Wade and Jin watch the launch of Staircase Project
Photo Courtesy Ed Miller/Netflix

The following recap contains spoilers for 3 Body Problem S1E8, “Wallfacer” (written by David Benioff & D. B. Weiss and directed by Jeremy Podeswa). Portions of the novels The Three-Body Problem and The Dark Forest are also referenced.


Everyone is afraid of something. The enemy must be, too. The more powerful they are, the more they have to lose to their fears.

– Cixin Liu, The Three-Body Problem

For as popular as the trilogy of The Three-Body Problem books has been, the one criticism they generally receive is that the characters in the book are relatively flat. Not two-dimensional flat, like they could fit within a Sophon or something, but rather many of the stories and backgrounds in the book, apart from Dr. Ye Wenjie, have no depth.

It’s entirely explainable, as author Cixin Liu writes in his author’s note epilogue to the first book. He is a computer engineer by training and spent many years working in a power plant before striking gold as a science-fiction author. The tradeoff, however, is that Liu knows the science and theory behind the science so well, that he is perhaps one of the best in the world at creating literary metaphors around deeply complex scientific problems.

Raj and Wade prepare to leave for Staircase Project
Photo Courtesy Ed Miller/Netflix

One in particular that stands out from the first book (and was not included in the first season of 3 Body Problem) is the billiards illustration. When the main character Wang Miao visits the apartment of fellow physicist Ding Yi, they play billiards and reflect on the predictable nature of the collision of the billiard balls. If they turn the table 180 degrees, if they move the table to the other side of the room, if they take the billiards table to another floor, if they ship it halfway around the world, the collision of the balls will remain stable as long as the variables such as number of balls, angles, and force remain the same.

What these two begin to understand, as they begin to ponder why the science in their world is no longer working, is that if the rules changed, the billiards game would be unpredictable. Take the billiards game outside of the known constraints of Earth, and we have no idea how the game would go. We think we know how things work because we have been shackled by the same rules for our entire existence. But our rules exist only on a speck of dust compared to the entire universe.

These metaphors woven together to help readers understand the technical story behind The Three-Body Problem are the most beautifully written parts of the books, whereas the licenses taken with the show allow Benioff, Weiss, and Woo to focus more on the characters, their humanity, and their responses to their reality crumbling.

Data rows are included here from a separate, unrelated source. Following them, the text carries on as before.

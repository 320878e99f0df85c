mod cli;
mod render;

use std::io::Write;
use std::process::ExitCode;

use clap::Parser;
use omikuji_api::AniListClient;
use omikuji_core::config::AppConfig;
use omikuji_core::state::{PickerState, Randomizer};
use tokio::io::{AsyncBufReadExt, BufReader};
use tracing_subscriber::EnvFilter;

use crate::cli::Cli;
use crate::render::render;

#[tokio::main]
async fn main() -> ExitCode {
    tracing_subscriber::fmt()
        .with_env_filter(
            EnvFilter::try_from_default_env().unwrap_or_else(|_| EnvFilter::new("omikuji=info")),
        )
        .with_writer(std::io::stderr)
        .init();

    let args = Cli::parse();

    let config = match &args.config {
        Some(path) => AppConfig::load_from(path),
        None => AppConfig::load(),
    };
    let config = match config {
        Ok(config) => config,
        Err(e) => {
            eprintln!("error: {e}");
            return ExitCode::from(2);
        }
    };

    let endpoint = args
        .endpoint
        .clone()
        .unwrap_or_else(|| config.anilist.endpoint.clone());
    let seed = args.seed.or(config.picker.seed);
    tracing::debug!(%endpoint, ?seed, "starting");

    let mut randomizer = Randomizer::new(AniListClient::with_endpoint(endpoint), seed);

    let username = args.username.clone().or(config.picker.default_username);
    match username {
        Some(username) => one_shot(&mut randomizer, &username, args.json).await,
        None => match interactive(&mut randomizer, args.json).await {
            Ok(()) => ExitCode::SUCCESS,
            Err(e) => {
                eprintln!("error: {e}");
                ExitCode::FAILURE
            }
        },
    }
}

async fn one_shot(
    randomizer: &mut Randomizer<AniListClient>,
    username: &str,
    json: bool,
) -> ExitCode {
    let state = randomizer.submit(username).await;
    if let Some(out) = render(state, json) {
        println!("{out}");
    }
    match state {
        PickerState::Failed(_) => ExitCode::FAILURE,
        _ => ExitCode::SUCCESS,
    }
}

async fn interactive(
    randomizer: &mut Randomizer<AniListClient>,
    json: bool,
) -> std::io::Result<()> {
    let mut lines = BufReader::new(tokio::io::stdin()).lines();

    loop {
        print!("AniList username (or \"quit\"): ");
        std::io::stdout().flush()?;

        let Some(line) = lines.next_line().await? else {
            println!();
            return Ok(());
        };
        if line.trim().eq_ignore_ascii_case("quit") {
            return Ok(());
        }

        let state = randomizer.submit(&line).await;
        if let Some(out) = render(state, json) {
            println!("{out}\n");
        }
    }
}
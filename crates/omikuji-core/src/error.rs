use omikuji_api::AniListError;
use thiserror::Error;

#[derive(Debug, Error)]
pub enum OmikujiError {
    #[error("config error: {0}")]
    Config(String),

    #[error("IO error: {0}")]
    Io(#[from] std::io::Error),
}

/// Why a random pick failed. `Display` is the message shown to the user.
#[derive(Debug, Clone, PartialEq, Eq, Error)]
pub enum PickError {
    #[error("Please enter a username")]
    EmptyUsername,

    /// First message of the upstream GraphQL `errors` array, verbatim.
    #[error("{0}")]
    Upstream(String),

    #[error("no anime list found for username: {0}")]
    NoList(String),

    #[error("no anime found in list")]
    EmptyList,

    #[error("error fetching anime: {0}")]
    Fetch(String),
}

impl From<AniListError> for PickError {
    fn from(err: AniListError) -> Self {
        let cause = match err {
            AniListError::GraphQl(message) if !message.trim().is_empty() => {
                return Self::Upstream(message)
            }
            AniListError::GraphQl(_) => String::new(),
            other => other.to_string(),
        };
        if cause.trim().is_empty() {
            Self::Fetch("unknown error".into())
        } else {
            Self::Fetch(cause)
        }
    }
}
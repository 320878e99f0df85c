//! Fetch a user's anime list and draw one entry from it.

use omikuji_api::anilist::types::{ListEntry, MediaListCollection};
use omikuji_api::ListSource;
use rand::Rng;

use crate::error::PickError;

/// Trim the submitted username, rejecting blank input.
pub fn validate_username(input: &str) -> Result<&str, PickError> {
    let username = input.trim();
    if username.is_empty() {
        Err(PickError::EmptyUsername)
    } else {
        Ok(username)
    }
}

/// Pick one entry uniformly from every list group of `collection`.
///
/// `username` only feeds the "no list" error message.
pub fn pick_entry<R: Rng>(
    collection: Option<MediaListCollection>,
    username: &str,
    rng: &mut R,
) -> Result<ListEntry, PickError> {
    let collection = match collection {
        Some(c) if !c.lists.is_empty() => c,
        _ => return Err(PickError::NoList(username.to_string())),
    };

    let groups = collection.lists.len();
    let mut pool = collection.into_entries();
    if pool.is_empty() {
        return Err(PickError::EmptyList);
    }

    let index = rng.gen_range(0..pool.len());
    tracing::debug!(groups, pool = pool.len(), index, "picked list entry");
    Ok(pool.swap_remove(index))
}

/// Validate, fetch once, and pick. No retries.
pub async fn fetch_random_entry<S, R>(
    source: &S,
    input: &str,
    rng: &mut R,
) -> Result<ListEntry, PickError>
where
    S: ListSource,
    PickError: From<S::Error>,
    R: Rng,
{
    let username = validate_username(input)?;
    let collection = source.fetch_collection(username).await?;
    pick_entry(collection, username, rng)
}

Episode 8, “Wallfacer,” focuses on the depth of the remaining characters brilliantly. The first half of the season set up the problem and established the rules well. Episodes 5-7 spent time explaining the science behind the incoming alien race and the technical aspects of humanity’s plan to stop them. Episode 8, however, spends time deep within two characters, and allows the audience to feel more empathy towards a situation that has certainly made us think through the first seven hours of this show: “What would I do in this situation?”

Jin Cheng (Jess Hong) and Saul Durand (Jovan Adepo) are the standouts in this episode, as both are burdened with an immeasurable weight of trying to protect their species.

The Wallfacers

If we’re being honest, after we saw Saul Durand leave his job at a particle accelerator in Episode 1, he’s been a bit of a wallflower. He has comforted Will Downing in his last days, he loves to “smoke a J” and sit near the beach, and he is a fan of one-night stands. He didn’t seem to be hit as hard as Jin was over Ye Vera’s death even though they worked together for years, and since that time he is just sort of drifting through his life with no purpose or direction.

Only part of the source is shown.